Quiénes somos
Las personas detrás
del Círculo
Somos María Jesús y Carlos. Nos une la convicción de que acompañar a otros en su proceso de resiliencia es también una forma de crecer. Aquí estamos.
Instructora certificada RI-4C
María Jesús
Erdozain Flores
Hace algún tiempo participé en un juego de magia. Estaba convencida de que lo estaba haciendo bien… pero no. Me equivoqué. Y, en medio del error, la confusión y las risas, surgió algo inesperado: una palabra nueva.
"Disfrubrir".
Una mezcla entre disfrutar y descubrir. Una palabra que nació sin planearla y que, con el tiempo, se convirtió para mí en una manera de mirar la vida.
Porque disfrubrir es encontrar algo valioso incluso cuando las cosas no salen como esperábamos. Es permitirnos equivocarnos, aprender, dejarnos sorprender y seguir disfrutando del camino.
Y eso es, para mí, la resiliencia: no tener siempre el control, sino aprender a atravesar lo que nos pasa sin dejar de estar de nuestro lado. Tener miedo y seguir adelante. Caer y utilizar esa caída para conocernos mejor. Tratarnos con más ternura y transformar lo vivido en una oportunidad para crecer.
Desde ahí nace también mi manera de acompañar: desde la cercanía, la curiosidad y la confianza en que incluso en los momentos difíciles podemos descubrir nuevas formas de estar, crecer y avanzar.
Porque no se trata solo de superar lo que nos ocurre, sino de descubrir qué puede nacer de ello.
"Resiliencia con alma: descubrir(te) disfrutando, incluso en lo que no esperabas."
Mentor en bienestar emocional
Carlos
Grande Vega
Llevo años acompañando a personas en procesos de cambio. En entornos corporativos, en equipos, en conversaciones a solas con alguien que necesitaba encontrar su propio camino. Y en todos ellos, sin saberlo, estaba hablando de resiliencia.
No lo llamaba así. Lo llamaba gestión emocional, regulación del estrés, desarrollo personal. Pero en el fondo era lo mismo: aprender a sostenerse cuando las cosas no salen como esperábamos. Y seguir adelante, no a pesar de la dificultad, sino a través de ella.

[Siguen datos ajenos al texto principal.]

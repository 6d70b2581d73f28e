//! Preprocessor: raw sensor table to a cleaned vertical-acceleration trace.
//!
//! Rows are coerced one by one; anything that fails is dropped and recorded
//! in the [`DataQualityReport`] instead of aborting the run. The vertical
//! channel and the acceleration unit are decided once per trip.

use chrono::{DateTime, NaiveDateTime, TimeZone, Utc};
use nalgebra::Vector3;

use crate::columns::{self, AccelColumns, ResolvedColumns};
use crate::config::{PreprocessConfig, TimeBase, TimeUnit, VerticalAxis};
use crate::error::{IriError, Result};
use crate::stats::median;
use crate::table::SensorTable;
use crate::types::{
    AccelUnit, Coordinate, DataQualityReport, DropReason, ProcessedSample, ProcessedTrace,
    RawAccel, RawSample, VerticalChannel,
};

pub const MIN_SAMPLES: usize = 2;
pub const STANDARD_GRAVITY: f64 = 9.80665;

/// Acceleration magnitudes in this band are read as multiples of g.
const G_UNIT_BAND: (f64, f64) = (0.5, 2.0);
/// Time-unit detection assumes the logger ran at no more than this rate and
/// picks the coarsest unit that keeps the median step under it.
pub const MAX_PLAUSIBLE_RATE_HZ: f64 = 500.0;
/// Below this rate a trace cannot resolve road vibration.
pub const MIN_ROUGHNESS_RATE_HZ: f64 = 10.0;

#[derive(Clone, Copy, Debug, PartialEq)]
enum TimeCell {
    Numeric(f64),
    /// Already seconds since the Unix epoch
    DateTime(f64),
    NonFinite,
    Invalid,
}

fn parse_time_cell(cell: Option<&str>) -> TimeCell {
    let Some(text) = cell.map(str::trim).filter(|s| !s.is_empty()) else {
        return TimeCell::Invalid;
    };
    if let Ok(v) = text.parse::<f64>() {
        return if v.is_finite() {
            TimeCell::Numeric(v)
        } else {
            TimeCell::NonFinite
        };
    }
    if let Ok(dt) = DateTime::parse_from_rfc3339(text) {
        return TimeCell::DateTime(epoch_seconds(dt.timestamp(), dt.timestamp_subsec_nanos()));
    }
    for fmt in ["%Y-%m-%d %H:%M:%S%.f", "%Y-%m-%dT%H:%M:%S%.f"] {
        if let Ok(naive) = NaiveDateTime::parse_from_str(text, fmt) {
            let dt = Utc.from_utc_datetime(&naive);
            return TimeCell::DateTime(epoch_seconds(dt.timestamp(), dt.timestamp_subsec_nanos()));
        }
    }
    TimeCell::Invalid
}

fn epoch_seconds(secs: i64, nanos: u32) -> f64 {
    secs as f64 + nanos as f64 * 1e-9
}

enum CellValue {
    Value(f64),
    NonFinite,
    Invalid,
}

fn parse_numeric(cell: Option<&str>) -> CellValue {
    match cell.map(str::trim).filter(|s| !s.is_empty()) {
        None => CellValue::Invalid,
        Some(text) => match text.parse::<f64>() {
            Ok(v) if v.is_finite() => CellValue::Value(v),
            Ok(_) => CellValue::NonFinite,
            Err(_) => CellValue::Invalid,
        },
    }
}

fn median_positive_delta(raw_times: &[f64]) -> Option<f64> {
    let deltas: Vec<f64> = raw_times
        .windows(2)
        .map(|w| w[1] - w[0])
        .filter(|d| *d > 0.0)
        .collect();
    median(&deltas)
}

/// Sampling rate a raw timestamp step implies when read in `unit`.
pub fn implied_sampling_rate(raw_step: f64, unit: TimeUnit) -> f64 {
    1.0 / (raw_step * unit.seconds_per_unit())
}

/// Resolve `TimeUnit::Auto` from the median positive delta of the numeric
/// timestamps, in file order: ns, µs and ms are tried in that order and the
/// first one whose implied rate stays at or under [`MAX_PLAUSIBLE_RATE_HZ`]
/// wins, otherwise seconds.
pub fn detect_time_unit(raw_times: &[f64]) -> TimeUnit {
    let Some(step) = median_positive_delta(raw_times) else {
        return TimeUnit::Seconds;
    };
    [
        TimeUnit::Nanoseconds,
        TimeUnit::Microseconds,
        TimeUnit::Milliseconds,
    ]
    .into_iter()
    .find(|u| implied_sampling_rate(step, *u) <= MAX_PLAUSIBLE_RATE_HZ)
    .unwrap_or(TimeUnit::Seconds)
}

/// Warning text when the detected unit gives a rate too coarse for
/// roughness, which usually means the unit guess is wrong.
pub fn time_unit_warning(raw_times: &[f64], unit: TimeUnit) -> Option<String> {
    let step = median_positive_delta(raw_times)?;
    let rate = implied_sampling_rate(step, unit);
    (rate < MIN_ROUGHNESS_RATE_HZ).then(|| {
        format!(
            "timestamps read as {:?} give {:.3} Hz (median step {}); set the time unit explicitly if this is wrong",
            unit, rate, step
        )
    })
}

/// Resolve `AccelUnit::Auto` from the median acceleration magnitude of
/// triaxial samples, where gravity puts it near 1 g or 9.8 m/s². A single
/// vertical column usually has gravity removed, so its magnitude says
/// nothing about the unit and it is read as m/s².
pub fn detect_accel_unit(samples: &[RawSample]) -> AccelUnit {
    let magnitudes: Vec<f64> = samples
        .iter()
        .filter(|s| matches!(s.accel, RawAccel::Triaxial { .. }))
        .map(|s| s.accel.magnitude())
        .collect();
    match median(&magnitudes) {
        Some(m) if (G_UNIT_BAND.0..=G_UNIT_BAND.1).contains(&m) => AccelUnit::StandardGravity,
        _ => AccelUnit::MetersPerSecondSquared,
    }
}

Eso es lo que me trajo hasta aquí. La convicción de que el cambio es posible — en las personas y en los equipos — y de que hay formas concretas de trabajarlo. No solo intuición, sino herramientas. No solo voluntad, sino práctica.
Hoy acompaño desde ese lugar: el de alguien que ha recorrido ese camino, que se ha perdido en él más de una vez, que ha cometido sus errores y ha tenido que encontrar la vuelta. Y que sigue recorriéndolo, porque la resiliencia no es un destino al que se llega, sino algo que se practica cada día.